When you try to open a web page in your browser, you send a “request” to a server, and that server uses its memory and processing power to generate an “HTML document.”

A good caching plugin saves that document in a file or memory, and now, every time someone makes the same request, they receive the saved document.

That way, the plugin saves a lot of resources for generating the HTML document again and again.

We will talk about all this with details in another article to help you find the best caching plugin for your WordPress site. It’s really important to get one, so don’t miss the blog piece.

CDN Service

If you get visitors from all over the world, then the loading speed of your website varies according to how far away they are from the data center.

A website hosted in a U.S. data center will load slower for users in Asia.

The first step to speed up the site is to subscribe to a CDN service. Basically, it’s a network of servers around the globe that cache all of your website’s images, CSS files, js files, and more.

And when the users request a page, the CDN network serves them those files from the closest server.

Again, there will be a detailed article soon…

Image Optimization

According to HTTP Archive images make up more than 60% of data loaded on web pages.

So it’s critically important for your images to be “optimized” if you want better loading speeds for your web pages.
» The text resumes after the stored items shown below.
//! In-memory [`DataSource`] for tests.

use std::collections::HashMap;
use std::sync::atomic::{AtomicUsize, Ordering};
use std::sync::{Mutex, PoisonError};

use glam::DMat4;
use rocktree::{
    BulkMetadata, BulkRequest, DataSource, Error, Mesh, Node, NodeRequest, Planetoid, Result,
    Vertex,
};
use rocktree_proto as proto;

/// Serves bulks and nodes registered up front; anything else is not found.
#[derive(Debug, Default)]
pub struct MemorySource {
    root_epoch: u32,
    bulks: Mutex<HashMap<(String, u32), BulkMetadata>>,
    nodes: Mutex<HashMap<String, Node>>,
    bulk_fetches: AtomicUsize,
    node_fetches: AtomicUsize,
}

/// Pack a path relative to its bulk head with flags.
fn path_and_flags(relative: &str, flags: u32) -> u32 {
    let mut digits = 0;
    for (i, digit) in relative.bytes().enumerate() {
        digits |= u32::from(digit - b'0') << (3 * i);
    }
    let level = relative.len() as u32;
    (level - 1) | (digits << 2) | (flags << (2 + 3 * level))
}

impl MemorySource {
    pub fn new(root_epoch: u32) -> Self {
        Self {
            root_epoch,
            ..Self::default()
        }
    }

    /// Register a bulk rooted at `path`. Entries are `(full path, flags,
    /// child bulk epoch)`.
    pub fn add_bulk(&self, path: &str, epoch: u32, entries: &[(&str, u32, Option<u32>)]) {
        let proto = proto::BulkMetadata {
            node_metadata: entries
                .iter()
                .map(|&(full, flags, bulk_epoch)| proto::NodeMetadata {
                    path_and_flags: Some(path_and_flags(&full[path.len()..], flags)),
                    epoch: Some(epoch),
                    bulk_metadata_epoch: bulk_epoch,
                    ..Default::default()
                })
                .collect(),
            head_node_key: Some(proto::NodeKey {
                path: Some(path.to_owned()),
                epoch: Some(epoch),
            }),
            ..Default::default()
        };
        let bulk = BulkMetadata::from_proto(&proto, &BulkRequest::new(path, epoch));
        self.bulks
            .lock()
            .unwrap_or_else(PoisonError::into_inner)
            .insert((path.to_owned(), epoch), bulk);
    }

    /// Register node data for `path`.
    pub fn add_node(&self, node: Node) {
        self.nodes
            .lock()
            .unwrap_or_else(PoisonError::into_inner)
            .insert(node.path.clone(), node);
    }

    pub fn bulk_fetches(&self) -> usize {
        self.bulk_fetches.load(Ordering::SeqCst)
    }

    pub fn node_fetches(&self) -> usize {
        self.node_fetches.load(Ordering::SeqCst)
    }
}

impl DataSource for MemorySource {
    async fn fetch_planetoid(&self) -> Result<Planetoid> {
        Ok(Planetoid {
            radius: 6_371_010.0,
            root_epoch: self.root_epoch,
        })
    }

    async fn fetch_bulk(&self, request: &BulkRequest) -> Result<BulkMetadata> {
        self.bulk_fetches.fetch_add(1, Ordering::SeqCst);
        self.bulks
            .lock()
            .unwrap_or_else(PoisonError::into_inner)
            .get(&(request.path.clone(), request.epoch))
            .cloned()
            .ok_or_else(|| Error::NotFound {
                url: format!("bulk {}@{}", request.path, request.epoch),
            })
    }

    async fn fetch_node(&self, request: &NodeRequest) -> Result<Node> {
        self.node_fetches.fetch_add(1, Ordering::SeqCst);
        self.nodes
            .lock()
            .unwrap_or_else(PoisonError::into_inner)
            .get(&request.path)
            .cloned()
            .ok_or_else(|| Error::NotFound {
                url: format!("node {}", request.path),
            })
    }
}

/// A node with one untextured mesh: a single triangle per octant layer in
/// `layers`, vertices at small integer positions.
pub fn triangle_node(path: &str, layers: &[u8]) -> Node {
    let mut vertices = Vec::new();
    let mut indices = Vec::new();
    for (i, &w) in layers.iter().enumerate() {
        let base = (3 * i) as u8;
        for k in 0..3 {
            vertices.push(Vertex {
                x: base + k,
                y: k,
                z: w,
                w,
                uv: [0; 4],
            });
        }
        let first = u16::from(base);
        // Degenerate bridge between triangles keeps them in one strip.
        if i > 0 {
            let last = indices.last().copied().unwrap_or_default();
            indices.extend([last, first]);
        }
        indices.extend([first, first + 1, first + 2]);
    }

    Node {
        path: path.to_owned(),
        meshes: vec![Mesh {
            vertices,
            indices,
            normals: None,
            uv_transform: None,
            layer_bounds: None,
            texture: None,
        }],
        matrix_globe_from_mesh: DMat4::IDENTITY,
    }
}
That means they must be resized and compressed as much as possible while their quality remains good enough.

You can achieve that with plugins, third-party services, or manually (my favorite choice).

As usual – I will spill out the beans in detail soon.

Minifying Plugin (Optional)

A minifying plugin takes your JavaScript and CSS files, merges them, compresses them, and then starts serving their minified version on request.

Depending on your caching plugin and CDN service, you may or may not need a minifying plugin.

We will talk about that later too.

There is much stuff to be covered, so now you understand why I didn’t start with services and plugins names from the beginning. We must do some research and carefully choose if we want to cater to the instant gratification crowd, i.e. all Internet users out there.

In the next few days, we will do exactly this…


Sashe Vuchkov

The Code & Marketing Combinator

P.S. Yesterday, I announced some bad stuff about my SEO app. Now I will announce some good stuff… 

I fixed the speed issue, and BuhalBu’s Kit is comparable with the alternatives. 

Moreover, I came up with a strategy that shortens the crawling time by a third so my app can be faster than the competition in some instances.